Methods: This analytical cross-sectional study was conducted between February 2013 and March 2014 in the Emergency Department and Internal Medicine Wards of Dr. Zainoel Abidin General Hospital in Banda Aceh, Indonesia. Thirty patients diagnosed with pneumonia were enrolled in this study using quota sampling method. Serum procalcitonin levels were measured and categorized according to the severity of sepsis. Statistical analysis was performed using one-way analysis of variance (ANOVA), followed by the least significant difference (LSD) post-hoc test using the SPSS software. Statistical significance was set at P < 0.05.
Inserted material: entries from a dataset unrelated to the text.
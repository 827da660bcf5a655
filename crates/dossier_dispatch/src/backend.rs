//! Backend trait consumed by the call dispatcher.

use async_trait::async_trait;
use dossier_core::GenerateRequest;
use dossier_error::GenerationError;

/// A remote text/structured-generation service.
///
/// The dispatcher treats implementations as opaque asynchronous calls:
/// given a request, produce generated text or fail. Ordering, throttling,
/// and failure isolation are the dispatcher's concern, not the backend's.
#[async_trait]
pub trait GenerationBackend: Send + Sync + 'static {
    /// Generates text for the given request.
    ///
    /// # Errors
    ///
    /// Returns a [`GenerationError`] when the remote call fails or the
    /// service produces no usable output.
    async fn generate(&self, request: &GenerateRequest) -> Result<String, GenerationError>;
}
//! Gemini-specific error types.

/// Gemini-specific error conditions.
#[derive(Debug, Clone, PartialEq, Eq, Hash)]
pub enum GeminiErrorKind {
    /// API key not found in environment
    MissingApiKey,
    /// API request failed
    ApiRequest(String),
    /// HTTP error with status code and message
    HttpError {
        /// HTTP status code
        status_code: u16,
        /// Error message
        message: String,
    },
    /// Failed to parse the response body
    ResponseParsing(String),
    /// Response contained no candidate text
    EmptyCandidates,
}

impl std::fmt::Display for GeminiErrorKind {
    fn fmt(&self, f: &mut std::fmt::Formatter<'_>) -> std::fmt::Result {
        match self {
            GeminiErrorKind::MissingApiKey => {
                write!(f, "GEMINI_API_KEY environment variable not set")
            }
            GeminiErrorKind::ApiRequest(msg) => write!(f, "Gemini API request failed: {}", msg),
            GeminiErrorKind::HttpError {
                status_code,
                message,
            } => write!(f, "HTTP {} error: {}", status_code, message),
            GeminiErrorKind::ResponseParsing(msg) => {
                write!(f, "Failed to parse Gemini response: {}", msg)
            }
            GeminiErrorKind::EmptyCandidates => {
                write!(f, "Gemini response contained no candidate text")
            }
        }
    }
}

/// Gemini error with source location tracking.
///
/// # Examples
///
/// ```
/// use dossier_error::{GeminiError, GeminiErrorKind};
///
/// let err = GeminiError::new(GeminiErrorKind::MissingApiKey);
/// assert!(format!("{}", err).contains("GEMINI_API_KEY"));
/// ```
#[derive(Debug, Clone)]
pub struct GeminiError {
    /// The kind of error that occurred
    pub kind: GeminiErrorKind,
    /// Line number where error was created
    pub line: u32,
    /// File where error was created
    pub file: &'static str,
}

impl GeminiError {
    /// Create a new GeminiError with automatic location tracking.
    #[track_caller]
    pub fn new(kind: GeminiErrorKind) -> Self {
        let location = std::panic::Location::caller();
        Self {
            kind,
            line: location.line(),
            file: location.file(),
        }
    }
}

impl std::fmt::Display for GeminiError {
    fn fmt(&self, f: &mut std::fmt::Formatter<'_>) -> std::fmt::Result {
        write!(
            f,
            "Gemini Error: {} at line {} in {}",
            self.kind, self.line, self.file
        )
    }
}

impl std::error::Error for GeminiError {}

// Lets Gemini failures surface through the dispatcher's generation error.
impl From<GeminiError> for crate::GenerationErrorKind {
    fn from(err: GeminiError) -> Self {
        crate::GenerationErrorKind::Backend(err.kind.to_string())
    }
}
//! Input types for generation requests.

use crate::MediaSource;
use serde::{Deserialize, Serialize};

/// One ordered part of a prompt.
///
/// A prompt is either a single text part or a mixed sequence of text and
/// binary-attachment parts, forwarded to the backend in submission order.
///
/// # Examples
///
/// ```
/// use dossier_core::{Input, MediaSource};
///
/// // Text input
/// let text = Input::Text("Summarize this document.".to_string());
///
/// // Document input with base64 payload
/// let doc = Input::Document {
///     mime: Some("application/pdf".to_string()),
///     source: MediaSource::Base64("JVBERi0xLj...".to_string()),
///     filename: Some("statement.pdf".to_string()),
/// };
/// ```
#[derive(Debug, Clone, PartialEq, Serialize, Deserialize)]
#[serde(tag = "type", content = "data")]
pub enum Input {
    /// Plain text input.
    Text(String),

    /// Image input (PNG, JPEG, WebP, etc.).
    Image {
        /// MIME type, e.g., "image/png" or "image/jpeg"
        mime: Option<String>,
        /// Media source (base64 or raw bytes)
        source: MediaSource,
    },

    /// Document input (PDF, DOCX, TXT, etc.).
    Document {
        /// MIME type, e.g., "application/pdf" or "text/plain"
        mime: Option<String>,
        /// Media source (base64 or raw bytes)
        source: MediaSource,
        /// Optional filename for context
        filename: Option<String>,
    },
}

impl Input {
    /// True when this part carries content worth sending to a backend.
    ///
    /// Binary parts always count; a text part counts unless it is empty
    /// or whitespace-only.
    pub fn has_content(&self) -> bool {
        match self {
            Input::Text(text) => !text.trim().is_empty(),
            _ => true,
        }
    }
}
Results: Serum procalcitonin levels progressively increased with increasing severity of sepsis. The lowest PCT level was observed in patients with pneumonia without sepsis (0.091 ng/mL), followed by those with sepsis (0.686 ng/mL), severe sepsis (3.593 ng/mL), and septic shock (21.703 ng/mL). Significant differences in PCT levels were found across the severity groups (P < 0.05), indicating a strong relationship between elevated procalcitonin levels and worsening clinical severity.
Conclusion: Serum procalcitonin levels correlate with the severity of sepsis in patients with pneumonia and may serve as a useful biomarker for sepsis severity stratification and clinical risk assessment.